Problem requirements:
The data must be returned in full, with no character altered.

Material for this exercise:
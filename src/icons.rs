//! Icon selection for the tray indicator
//!
//! Rendering is left to the presentation layer; this module only decides
//! which asset a poll result maps to and prepares the mirrored variant of
//! the synced icon.

use std::path::{Path, PathBuf};

use anyhow::{Context, Result};
use serde::{Deserialize, Serialize};

use crate::reconciler::AggregateState;

pub const SYNCED_ICON: &str = "emblem-default.png";
pub const SYNCED_FLIPPED_ICON: &str = "emblem-default-flipped.png";
pub const SYNCING_ICON: &str = "emblem-synchronizing.png";
pub const ERROR_ICON: &str = "emblem-important.png";

#[derive(Debug, Clone, Copy, PartialEq, Eq, Hash, Serialize, Deserialize)]
pub enum IndicatorIcon {
    Synced,
    SyncedFlipped,
    Syncing,
    Error,
}

impl IndicatorIcon {
    /// Map a state and the post-tick alternation bit to an icon.
    ///
    /// The bit is `true` after the first `Ok` tick, which shows the plain
    /// icon; the next `Ok` tick shows the mirrored one, and so on.
    pub fn select(state: AggregateState, alternation: bool) -> Self {
        match state {
            AggregateState::Ok if alternation => IndicatorIcon::Synced,
            AggregateState::Ok => IndicatorIcon::SyncedFlipped,
            AggregateState::Active => IndicatorIcon::Syncing,
            AggregateState::Error => IndicatorIcon::Error,
        }
    }

    pub fn file_name(&self) -> &'static str {
        match self {
            IndicatorIcon::Synced => SYNCED_ICON,
            IndicatorIcon::SyncedFlipped => SYNCED_FLIPPED_ICON,
            IndicatorIcon::Syncing => SYNCING_ICON,
            IndicatorIcon::Error => ERROR_ICON,
        }
    }
}

/// Icon assets in one directory
#[derive(Debug, Clone)]
pub struct IconSet {
    dir: PathBuf,
    flipped_ready: bool,
}

impl IconSet {
    /// Resolve icons under `dir` and generate the flipped synced icon.
    /// A failed flip is logged and the plain icon stands in for it.
    pub fn load<P: AsRef<Path>>(dir: P) -> Self {
        let dir = dir.as_ref().to_path_buf();
        let source = dir.join(SYNCED_ICON);
        let target = dir.join(SYNCED_FLIPPED_ICON);

        let flipped_ready = match flip_vertical(&source, &target) {
            Ok(()) => true,
            Err(err) => {
                tracing::warn!("Flipped icon unavailable, using plain icon: {:#}", err);
                false
            }
        };

        Self { dir, flipped_ready }
    }

    pub fn dir(&self) -> &Path {
        &self.dir
    }

    pub fn has_flipped(&self) -> bool {
        self.flipped_ready
    }

    pub fn path_for(&self, icon: IndicatorIcon) -> PathBuf {
        let icon = match icon {
            IndicatorIcon::SyncedFlipped if !self.flipped_ready => IndicatorIcon::Synced,
            other => other,
        };
        self.dir.join(icon.file_name())
    }
}

/// Write a vertically mirrored copy of `source` to `target`
pub fn flip_vertical(source: &Path, target: &Path) -> Result<()> {
    let image = image::open(source)
        .with_context(|| format!("Failed to open icon {}", source.display()))?;
    image
        .flipv()
        .save(target)
        .with_context(|| format!("Failed to write icon {}", target.display()))?;
    Ok(())
}

#[cfg(test)]
mod tests {
    use super::*;
    use image::{Rgba, RgbaImage};
    use tempfile::TempDir;

    fn write_test_icon(dir: &Path) {
        // Top row red, bottom row blue
        let img = RgbaImage::from_fn(2, 2, |_, y| {
            if y == 0 {
                Rgba([255, 0, 0, 255])
            } else {
                Rgba([0, 0, 255, 255])
            }
        });
        img.save(dir.join(SYNCED_ICON)).unwrap();
    }

    #[test]
    fn test_icon_selection() {
        assert_eq!(IndicatorIcon::select(AggregateState::Ok, true), IndicatorIcon::Synced);
        assert_eq!(IndicatorIcon::select(AggregateState::Ok, false), IndicatorIcon::SyncedFlipped);
        assert_eq!(IndicatorIcon::select(AggregateState::Active, true), IndicatorIcon::Syncing);
        assert_eq!(IndicatorIcon::select(AggregateState::Error, false), IndicatorIcon::Error);
    }

    #[test]
    fn test_flip_vertical_mirrors_rows() {
        let temp_dir = TempDir::new().unwrap();
        write_test_icon(temp_dir.path());

        let target = temp_dir.path().join(SYNCED_FLIPPED_ICON);
        flip_vertical(&temp_dir.path().join(SYNCED_ICON), &target).unwrap();

        let flipped = image::open(&target).unwrap().to_rgba8();
        assert_eq!(flipped.get_pixel(0, 0), &Rgba([0, 0, 255, 255]));
        assert_eq!(flipped.get_pixel(1, 1), &Rgba([255, 0, 0, 255]));
    }

    #[test]
    fn test_icon_set_uses_flipped_asset() {
        let temp_dir = TempDir::new().unwrap();
        write_test_icon(temp_dir.path());

        let icons = IconSet::load(temp_dir.path());
        assert!(icons.has_flipped());
        assert_eq!(
            icons.path_for(IndicatorIcon::SyncedFlipped),
            temp_dir.path().join(SYNCED_FLIPPED_ICON)
        );
        assert!(icons.path_for(IndicatorIcon::SyncedFlipped).exists());
    }

    #[test]
    fn test_icon_set_falls_back_without_source() {
        let temp_dir = TempDir::new().unwrap();

        let icons = IconSet::load(temp_dir.path());
        assert!(!icons.has_flipped());
        assert_eq!(
            icons.path_for(IndicatorIcon::SyncedFlipped),
            temp_dir.path().join(SYNCED_ICON)
        );
        assert_eq!(
            icons.path_for(IndicatorIcon::Error),
            temp_dir.path().join(ERROR_ICON)
        );
    }
}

Task answer:
filename src/icons.rs
//! Icon selection for the tray indicator
//!
//! Rendering is left to the presentation layer; this module only decides
//! which asset a poll result maps to and prepares the mirrored variant of
//! the synced icon.

use std::path::{Path, PathBuf};

use anyhow::{Context, Result};
use serde::{Deserialize, Serialize};

use crate::reconciler::AggregateState;

pub const SYNCED_ICON: &str = "emblem-default.png";
pub const SYNCED_FLIPPED_ICON: &str = "emblem-default-flipped.png";
pub const SYNCING_ICON: &str = "emblem-synchronizing.png";
pub const ERROR_ICON: &str = "emblem-important.png";

#[derive(Debug, Clone, Copy, PartialEq, Eq, Hash, Serialize, Deserialize)]
pub enum IndicatorIcon {
    Synced,
    SyncedFlipped,
    Syncing,
    Error,
}

impl IndicatorIcon {
    /// Map a state and the post-tick alternation bit to an icon.
    ///
    /// The bit is `true` after the first `Ok` tick, which shows the plain
    /// icon; the next `Ok` tick shows the mirrored one, and so on.
    pub fn select(state: AggregateState, alternation: bool) -> Self {
        match state {
            AggregateState::Ok if alternation => IndicatorIcon::Synced,
            AggregateState::Ok => IndicatorIcon::SyncedFlipped,
            AggregateState::Active => IndicatorIcon::Syncing,
            AggregateState::Error => IndicatorIcon::Error,
        }
    }

    pub fn file_name(&self) -> &'static str {
        match self {
            IndicatorIcon::Synced => SYNCED_ICON,
            IndicatorIcon::SyncedFlipped => SYNCED_FLIPPED_ICON,
            IndicatorIcon::Syncing => SYNCING_ICON,
            IndicatorIcon::Error => ERROR_ICON,
        }
    }
}

/// Icon assets in one directory
#[derive(Debug, Clone)]
pub struct IconSet {
    dir: PathBuf,
    flipped_ready: bool,
}

impl IconSet {
    /// Resolve icons under `dir` and generate the flipped synced icon.
    /// A failed flip is logged and the plain icon stands in for it.
    pub fn load<P: AsRef<Path>>(dir: P) -> Self {
        let dir = dir.as_ref().to_path_buf();
        let source = dir.join(SYNCED_ICON);
        let target = dir.join(SYNCED_FLIPPED_ICON);

        let flipped_ready = match flip_vertical(&source, &target) {
            Ok(()) => true,
            Err(err) => {
                tracing::warn!("Flipped icon unavailable, using plain icon: {:#}", err);
                false
            }
        };

        Self { dir, flipped_ready }
    }

    pub fn dir(&self) -> &Path {
        &self.dir
    }

    pub fn has_flipped(&self) -> bool {
        self.flipped_ready
    }

    pub fn path_for(&self, icon: IndicatorIcon) -> PathBuf {
        let icon = match icon {
            IndicatorIcon::SyncedFlipped if !self.flipped_ready => IndicatorIcon::Synced,
            other => other,
        };
        self.dir.join(icon.file_name())
    }
}

/// Write a vertically mirrored copy of `source` to `target`
pub fn flip_vertical(source: &Path, target: &Path) -> Result<()> {
    let image = image::open(source)
        .with_context(|| format!("Failed to open icon {}", source.display()))?;
    image
        .flipv()
        .save(target)
        .with_context(|| format!("Failed to write icon {}", target.display()))?;
    Ok(())
}

#[cfg(test)]
mod tests {
    use super::*;
    use image::{Rgba, RgbaImage};
    use tempfile::TempDir;

    fn write_test_icon(dir: &Path) {
        // Top row red, bottom row blue
        let img = RgbaImage::from_fn(2, 2, |_, y| {
            if y == 0 {
                Rgba([255, 0, 0, 255])
            } else {
                Rgba([0, 0, 255, 255])
            }
        });
        img.save(dir.join(SYNCED_ICON)).unwrap();
    }

    #[test]
    fn test_icon_selection() {
        assert_eq!(IndicatorIcon::select(AggregateState::Ok, true), IndicatorIcon::Synced);
        assert_eq!(IndicatorIcon::select(AggregateState::Ok, false), IndicatorIcon::SyncedFlipped);
        assert_eq!(IndicatorIcon::select(AggregateState::Active, true), IndicatorIcon::Syncing);
        assert_eq!(IndicatorIcon::select(AggregateState::Error, false), IndicatorIcon::Error);
    }

    #[test]
    fn test_flip_vertical_mirrors_rows() {
        let temp_dir = TempDir::new().unwrap();
        write_test_icon(temp_dir.path());

        let target = temp_dir.path().join(SYNCED_FLIPPED_ICON);
        flip_vertical(&temp_dir.path().join(SYNCED_ICON), &target).unwrap();

        let flipped = image::open(&target).unwrap().to_rgba8();
        assert_eq!(flipped.get_pixel(0, 0), &Rgba([0, 0, 255, 255]));
        assert_eq!(flipped.get_pixel(1, 1), &Rgba([255, 0, 0, 255]));
    }

    #[test]
    fn test_icon_set_uses_flipped_asset() {
        let temp_dir = TempDir::new().unwrap();
        write_test_icon(temp_dir.path());

        let icons = IconSet::load(temp_dir.path());
        assert!(icons.has_flipped());
        assert_eq!(
            icons.path_for(IndicatorIcon::SyncedFlipped),
            temp_dir.path().join(SYNCED_FLIPPED_ICON)
        );
        assert!(icons.path_for(IndicatorIcon::SyncedFlipped).exists());
    }

    #[test]
    fn test_icon_set_falls_back_without_source() {
        let temp_dir = TempDir::new().unwrap();

        let icons = IconSet::load(temp_dir.path());
        assert!(!icons.has_flipped());
        assert_eq!(
            icons.path_for(IndicatorIcon::SyncedFlipped),
            temp_dir.path().join(SYNCED_ICON)
        );
        assert_eq!(
            icons.path_for(IndicatorIcon::Error),
            temp_dir.path().join(ERROR_ICON)
        );
    }
}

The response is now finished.